Malta’s Prime Minister Robert Abela was granted a special exemption to avoid the mandatory two-week quarantine upon his return from Libya.
Superintendent of Public Health Charmaine Gauci issued the order on 28th May deeming the trip an essential service, a legal notice shows. The exemption applies to any person on board that flight.
Abela left the island for the first time since the pandemic broke out in March, travelling to Libya with two other ministers for an official meeting on migration with the Government of National Accord’s Prime Minister Fayez al-Sarraj.
A video uploaded showed snippets of their meeting, including an out of tune rendition of the national anthem.
He flew back to Malta a few hours later having signed a memorandum of understanding for Malta and Libya to coordinate their operations against illegal migration.
Abela’s trip raised questions as to whether he, as well as Foreign Affairs Minister Evarist Bartolo and Home Affairs Minister Byron Camilleri, who accompanied him to Libya, must self-quarantine for two weeks.
However, Gauci, who has been given special powers under the public emergency, declared the visit as an essential service.
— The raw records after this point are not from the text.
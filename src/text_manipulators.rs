use scraper::ElementRef;

/// Visible text of a node. Adjacent text nodes are joined with a space and
/// runs of whitespace collapsed, so `Mon<span>Jan 5</span>` reads
/// "Mon Jan 5" the way a browser renders it, not "MonJan 5".
pub fn extract_text(node: ElementRef) -> String {
    let joined = node.text().collect::<Vec<_>>().join(" ");
    joined.split_whitespace().collect::<Vec<_>>().join(" ")
}

/// Turn a same-site href into a full URL against the page it came from.
pub fn absolutize_href(base_url: &str, href: &str) -> String {
    if href.is_empty() || href.starts_with("http://") || href.starts_with("https://") {
        return href.to_string();
    }
    let origin = base_url
        .find("://")
        .map(|scheme_end| {
            let after_scheme = scheme_end + 3;
            match base_url[after_scheme..].find('/') {
                Some(path_start) => &base_url[..after_scheme + path_start],
                None => base_url,
            }
        })
        .unwrap_or(base_url);
    if href.starts_with('/') {
        format!("{origin}{href}")
    } else {
        format!("{origin}/{href}")
    }
}
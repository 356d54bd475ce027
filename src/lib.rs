mod calendar_scraper;
mod missing_table_error;
mod requests;

mod cell_classifier;
mod config;
mod date_normalizer;
mod row_reconstructor;
mod sink;
mod text_manipulators;
mod text_patterns;

pub use calendar_scraper::{CalendarScraper, extract_raw_rows};
pub use cell_classifier::{
    CellClassifier, ClassifiedCell, EMPTY_SENTINEL, FieldKind, IMPACT_FALLBACK, RawCell, RawRow,
};
pub use config::{
    CalendarQuery, CalendarSchema, DEFAULT_BASE_URL, LoadFromEnv, OutputFormat, RecordFilter,
    ScraperConfig, ScraperEnv,
};
pub use date_normalizer::{DateNormalizer, DateParts};
pub use missing_table_error::MissingTableError;
pub use requests::RequestClient;
pub use row_reconstructor::{CalendarRecord, RowReconstructor, ScraperState};
pub use sink::{artifact_path, records_to_csv, write_csv, write_json};
pub use text_patterns::{DayMonthMatch, TokenCategory, TokenMatch, TokenPatterns};
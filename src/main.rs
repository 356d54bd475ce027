use dotenv::dotenv;
use ffcal::{
    CalendarRecord, CalendarScraper, RawRow, RequestClient, RowReconstructor, ScraperConfig,
    artifact_path, write_csv, write_json,
};

extern crate env_logger;
extern crate log;

use log::LevelFilter;

use log::{error, info, warn};

async fn run_calendar_page_scraper_job(config: &ScraperConfig) -> anyhow::Result<Vec<RawRow>> {
    let client = RequestClient::new()?;
    let scraper = CalendarScraper::new(config.base_url.clone(), config.query.clone());
    scraper.scrape(&client).await
}

fn run_row_reconstruction_job(
    config: &ScraperConfig,
    rows: &[RawRow],
) -> anyhow::Result<Vec<CalendarRecord>> {
    let reconstructor =
        RowReconstructor::new(config.schema.clone(), config.target_year, config.conversion)?;
    let records = reconstructor.reconstruct(rows)?;
    Ok(config.filter.apply(records))
}

fn run_sink_job(config: &ScraperConfig, records: &[CalendarRecord]) -> anyhow::Result<()> {
    let identifier = config.query.artifact_id();
    if config.output_format.wants_csv() {
        let path = artifact_path(&config.output_dir, &identifier, "csv");
        write_csv(records, &path)?;
        info!("Wrote {} records to {}", records.len(), path.display());
    }
    if config.output_format.wants_json() {
        let path = artifact_path(&config.output_dir, &identifier, "json");
        write_json(records, &path)?;
        info!("Wrote {} records to {}", records.len(), path.display());
    }
    Ok(())
}

#[tokio::main]
async fn main() {
    dotenv().ok();
    env_logger::Builder::new()
        .filter_level(LevelFilter::Info)
        .parse_default_env()
        .init();

    let config = match ScraperConfig::new() {
        Ok(config) => config,
        Err(e) => {
            error!("Could not resolve the scraper configuration: {e:#}");
            std::process::exit(1);
        }
    };

    let rows = match run_calendar_page_scraper_job(&config).await {
        Ok(rows) => rows,
        Err(e) => {
            error!("Scraping the calendar page failed: {e:#}");
            std::process::exit(1);
        }
    };

    let records = match run_row_reconstruction_job(&config, &rows) {
        Ok(records) => records,
        Err(e) => {
            error!("Reconstructing rows failed: {e:#}");
            std::process::exit(1);
        }
    };
    if records.is_empty() {
        warn!("No records survived reconstruction and filtering");
    }

    if let Err(e) = run_sink_job(&config, &records) {
        error!("Writing artifacts failed: {e:#}");
        std::process::exit(1);
    }
}
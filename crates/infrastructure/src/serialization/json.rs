//! JSON encoding for the token and settings files.

use serde::Serialize;
use serde::de::DeserializeOwned;

/// A file could not be encoded or decoded.
#[derive(Debug, thiserror::Error)]
pub enum SerializationError {
    /// The value could not be written as JSON.
    #[error("cannot encode JSON: {0}")]
    Encode(serde_json::Error),

    /// The content is not valid JSON for the target type.
    #[error("cannot decode JSON: {0}")]
    Decode(serde_json::Error),
}

/// Pretty-prints `value` with a trailing newline, so rewriting an unchanged
/// file gives the same bytes. Map key order is the source order; persisted
/// maps are `BTreeMap`s.
///
/// # Errors
///
/// Returns [`SerializationError::Encode`] if `value` cannot be serialized.
pub fn to_json_stable<T: Serialize>(value: &T) -> Result<String, SerializationError> {
    let mut json = serde_json::to_string_pretty(value).map_err(SerializationError::Encode)?;
    json.push('\n');
    Ok(json)
}

/// Byte form of [`to_json_stable`], ready for `fs::write`.
///
/// # Errors
///
/// Returns [`SerializationError::Encode`] if `value` cannot be serialized.
pub fn to_json_stable_bytes<T: Serialize>(value: &T) -> Result<Vec<u8>, SerializationError> {
    to_json_stable(value).map(String::into_bytes)
}

/// # Errors
///
/// Returns [`SerializationError::Decode`] on malformed or mistyped input.
pub fn from_json<T: DeserializeOwned>(json: &str) -> Result<T, SerializationError> {
    serde_json::from_str(json).map_err(SerializationError::Decode)
}

/// # Errors
///
/// Returns [`SerializationError::Decode`] on malformed or mistyped input.
pub fn from_json_bytes<T: DeserializeOwned>(bytes: &[u8]) -> Result<T, SerializationError> {
    serde_json::from_slice(bytes).map_err(SerializationError::Decode)
}
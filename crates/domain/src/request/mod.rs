//! Outbound HTTP request types

mod body;
mod header;
mod method;
mod spec;

pub use body::{FORM_CONTENT_TYPE, JSON_CONTENT_TYPE, RequestBody};
pub use header::{ACCEPT, AUTHORIZATION, CONTENT_TYPE, Header, Headers};
pub use method::HttpMethod;
pub use spec::ApiRequest;
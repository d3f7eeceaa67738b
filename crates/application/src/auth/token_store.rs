//! In-memory token storage.
//!
//! A thread-safe [`TokenStorage`] that lives only as long as the process.

use std::collections::HashMap;
use std::sync::Arc;

use async_trait::async_trait;
use tokio::sync::RwLock;

use crate::ports::{StorageError, TokenStorage};

/// Thread-safe in-memory token store.
///
/// Clones share the same underlying map.
#[derive(Debug, Clone, Default)]
pub struct MemoryTokenStore {
    tokens: Arc<RwLock<HashMap<String, String>>>,
}

impl MemoryTokenStore {
    /// Create an empty token store.
    #[must_use]
    pub fn new() -> Self {
        Self::default()
    }

    /// Create a store seeded with one value.
    #[must_use]
    pub fn with_token(key: impl Into<String>, token: impl Into<String>) -> Self {
        let mut tokens = HashMap::new();
        tokens.insert(key.into(), token.into());
        Self {
            tokens: Arc::new(RwLock::new(tokens)),
        }
    }

    /// Clear all tokens.
    pub async fn clear(&self) {
        let mut tokens = self.tokens.write().await;
        tokens.clear();
    }

    /// Get count of stored tokens.
    pub async fn count(&self) -> usize {
        let tokens = self.tokens.read().await;
        tokens.len()
    }
}

#[async_trait]
impl TokenStorage for MemoryTokenStore {
    async fn get(&self, key: &str) -> Result<Option<String>, StorageError> {
        let tokens = self.tokens.read().await;
        Ok(tokens.get(key).cloned())
    }

    async fn set(&self, key: &str, value: &str) -> Result<(), StorageError> {
        let mut tokens = self.tokens.write().await;
        tokens.insert(key.to_string(), value.to_string());
        Ok(())
    }

    async fn remove(&self, key: &str) -> Result<(), StorageError> {
        let mut tokens = self.tokens.write().await;
        tokens.remove(key);
        Ok(())
    }
}
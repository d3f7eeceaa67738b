//! HTTP Response domain types

mod spec;

pub use spec::{ApiResponse, STATUS_UNAUTHORIZED};
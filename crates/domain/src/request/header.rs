//! HTTP Header types

use serde::{Deserialize, Serialize};

/// Name of the credential header.
pub const AUTHORIZATION: &str = "Authorization";
/// Name of the content type header.
pub const CONTENT_TYPE: &str = "Content-Type";
/// Name of the accept header.
pub const ACCEPT: &str = "Accept";

/// A single HTTP header with name and value.
#[derive(Debug, Clone, PartialEq, Eq, Serialize, Deserialize)]
pub struct Header {
    /// The header name (e.g., "Content-Type")
    pub name: String,
    /// The header value (e.g., "application/json")
    pub value: String,
}

impl Header {
    /// Creates a new header.
    #[must_use]
    pub fn new(name: impl Into<String>, value: impl Into<String>) -> Self {
        Self {
            name: name.into(),
            value: value.into(),
        }
    }
}

/// An ordered collection of HTTP headers.
///
/// Lookups and replacement compare names case-insensitively, matching
/// HTTP semantics.
#[derive(Debug, Clone, Default, PartialEq, Eq, Serialize, Deserialize)]
#[serde(transparent)]
pub struct Headers {
    items: Vec<Header>,
}

impl Headers {
    /// Creates an empty header collection.
    #[must_use]
    pub const fn new() -> Self {
        Self { items: Vec::new() }
    }

    /// Appends a header without checking for an existing one.
    pub fn add(&mut self, header: Header) {
        self.items.push(header);
    }

    /// Sets a header, replacing any existing header with the same name.
    pub fn set(&mut self, name: impl Into<String>, value: impl Into<String>) {
        let name = name.into();
        self.remove(&name);
        self.items.push(Header::new(name, value));
    }

    /// Returns the value of the first header with the given name.
    #[must_use]
    pub fn get(&self, name: &str) -> Option<&str> {
        self.items
            .iter()
            .find(|h| h.name.eq_ignore_ascii_case(name))
            .map(|h| h.value.as_str())
    }

    /// Returns true if a header with the given name is present.
    #[must_use]
    pub fn contains(&self, name: &str) -> bool {
        self.get(name).is_some()
    }

    /// Removes every header with the given name.
    pub fn remove(&mut self, name: &str) {
        self.items.retain(|h| !h.name.eq_ignore_ascii_case(name));
    }

    /// Returns an iterator over the headers in insertion order.
    pub fn iter(&self) -> impl Iterator<Item = &Header> {
        self.items.iter()
    }

    /// Returns the number of headers.
    #[must_use]
    #[allow(clippy::missing_const_for_fn)] // Vec::len is not const in stable
    pub fn len(&self) -> usize {
        self.items.len()
    }

    /// Returns true if there are no headers.
    #[must_use]
    #[allow(clippy::missing_const_for_fn)] // Vec::is_empty is not const in stable
    pub fn is_empty(&self) -> bool {
        self.items.is_empty()
    }
}

impl FromIterator<Header> for Headers {
    fn from_iter<T: IntoIterator<Item = Header>>(iter: T) -> Self {
        Self {
            items: iter.into_iter().collect(),
        }
    }
}

impl<N: Into<String>, V: Into<String>> FromIterator<(N, V)> for Headers {
    fn from_iter<T: IntoIterator<Item = (N, V)>>(iter: T) -> Self {
        iter.into_iter().map(|(n, v)| Header::new(n, v)).collect()
    }
}

#[cfg(test)]
mod tests {
    use super::*;
    use pretty_assertions::assert_eq;

    #[test]
    fn lookup_ignores_case() {
        let mut headers = Headers::new();
        headers.add(Header::new("Content-Type", "application/json"));

        assert_eq!(headers.get("content-type"), Some("application/json"));
        assert!(headers.contains("CONTENT-TYPE"));
        assert_eq!(headers.get("accept"), None);
    }

    #[test]
    fn set_replaces_existing_value() {
        let mut headers = Headers::new();
        headers.add(Header::new("accept", "text/plain"));
        headers.set("Accept", "application/json");

        assert_eq!(headers.len(), 1);
        assert_eq!(headers.get("accept"), Some("application/json"));
    }

    #[test]
    fn remove_drops_all_matching() {
        let mut headers: Headers = [("X-A", "1"), ("x-a", "2"), ("X-B", "3")]
            .into_iter()
            .collect();
        headers.remove("X-A");

        assert_eq!(headers.len(), 1);
        assert_eq!(headers.get("x-b"), Some("3"));
    }
}
//! Single-flight coordination of session invalidation.
//!
//! The in-progress flag and the queue of waiting requests live behind one
//! lock and are always changed together: the queue is only non-empty while
//! the flag is set.

use parking_lot::Mutex;
use tokio::sync::oneshot;

/// Token handed to queued requests when the invalidation finishes.
pub type Resolution = Option<String>;

/// What a request that observed a 401 should do next.
#[derive(Debug)]
pub enum Ticket {
    /// No invalidation was running; the caller now runs it.
    Lead,
    /// An invalidation is running; wait for its outcome.
    Wait(oneshot::Receiver<Resolution>),
}

#[derive(Debug, Default)]
struct RefreshState {
    refreshing: bool,
    pending: Vec<oneshot::Sender<Resolution>>,
}

/// Guards the invalidation sequence so at most one runs at a time.
#[derive(Debug, Default)]
pub struct RefreshGate {
    state: Mutex<RefreshState>,
}

impl RefreshGate {
    /// Either claims the invalidation or queues behind the running one.
    ///
    /// The flag is set before this returns, so any later caller queues.
    pub fn enter(&self) -> Ticket {
        let mut state = self.state.lock();
        if state.refreshing {
            let (sender, receiver) = oneshot::channel();
            state.pending.push(sender);
            Ticket::Wait(receiver)
        } else {
            state.refreshing = true;
            Ticket::Lead
        }
    }

    /// Claims the invalidation without queueing. Returns false if one is
    /// already running.
    pub fn try_begin(&self) -> bool {
        let mut state = self.state.lock();
        if state.refreshing {
            false
        } else {
            state.refreshing = true;
            true
        }
    }

    /// Ends the invalidation and resolves every queued request, oldest
    /// first, with `resolution`. Returns how many were resolved.
    ///
    /// Waiters that already gave up are skipped.
    pub fn release(&self, resolution: &Resolution) -> usize {
        let pending = {
            let mut state = self.state.lock();
            state.refreshing = false;
            std::mem::take(&mut state.pending)
        };

        pending
            .into_iter()
            .filter_map(|sender| sender.send(resolution.clone()).ok())
            .count()
    }

    /// Returns true while an invalidation is running.
    pub fn is_refreshing(&self) -> bool {
        self.state.lock().refreshing
    }

    /// Returns how many requests are queued.
    pub fn pending(&self) -> usize {
        self.state.lock().pending.len()
    }
}
//! Client-side navigation.

mod history;

pub use history::HistoryNavigator;
//! Content resource use case.

use std::sync::Arc;

use portal_domain::{ApiRequest, ResourceKind};
use serde_json::Value;

use super::decode;
use crate::error::SessionResult;
use crate::session::AuthSession;

/// CRUD access to one content resource.
///
/// Reads are public on the backend; writes need an admin token, which the
/// session attaches automatically.
#[derive(Debug, Clone)]
pub struct ContentService {
    session: Arc<AuthSession>,
    kind: ResourceKind,
}

impl ContentService {
    /// Creates a service for `kind`.
    #[must_use]
    pub const fn new(session: Arc<AuthSession>, kind: ResourceKind) -> Self {
        Self { session, kind }
    }

    /// Returns the resource this service manages.
    #[must_use]
    pub const fn kind(&self) -> ResourceKind {
        self.kind
    }

    /// Lists items, filtered by `query`.
    ///
    /// # Errors
    ///
    /// Returns the session error, or `InvalidResponse` if the body is not JSON.
    pub async fn list(&self, query: &[(&str, &str)]) -> SessionResult<Value> {
        let request =
            ApiRequest::get(self.kind.collection_path()).with_query(query.iter().copied());
        let response = self.session.send(request).await?;
        decode(&response)
    }

    /// Fetches one item by id or slug.
    ///
    /// # Errors
    ///
    /// Returns the session error, or `InvalidResponse` if the body is not JSON.
    pub async fn get(&self, id_or_slug: &str) -> SessionResult<Value> {
        let response = self
            .session
            .send(ApiRequest::get(self.kind.item_path(id_or_slug)))
            .await?;
        decode(&response)
    }

    /// Creates an item.
    ///
    /// # Errors
    ///
    /// Returns the session error, or `InvalidResponse` if the body is not JSON.
    pub async fn create(&self, item: Value) -> SessionResult<Value> {
        let request = ApiRequest::post(self.kind.collection_path()).with_json(item);
        let response = self.session.send(request).await?;
        decode(&response)
    }

    /// Replaces an item.
    ///
    /// # Errors
    ///
    /// Returns the session error, or `InvalidResponse` if the body is not JSON.
    pub async fn update(&self, id: &str, item: Value) -> SessionResult<Value> {
        let request = ApiRequest::put(self.kind.item_path(id)).with_json(item);
        let response = self.session.send(request).await?;
        decode(&response)
    }

    /// Deletes an item.
    ///
    /// # Errors
    ///
    /// Returns the session error.
    pub async fn delete(&self, id: &str) -> SessionResult<()> {
        self.session
            .send(ApiRequest::delete(self.kind.item_path(id)))
            .await?;
        Ok(())
    }
}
Migration has emerged as a significant issue during the COVID-19 pandemic. Malta, Spain, and Italy have declared the ports unsafe due to the pandemic. Libya has also closed its ports due to the ongoing civil war.
Around 425 people are currently in limbo on board harbour cruise ships outside Maltese waters. However, the government maintains it will not allow migrants into Malta without an EU relocation policy.
Meanwhile, Malta’s Armed Forces could also be facing charges in Italy after officers refused to rescue 101 asylum seekers in Maltese waters and ushered them to Italy.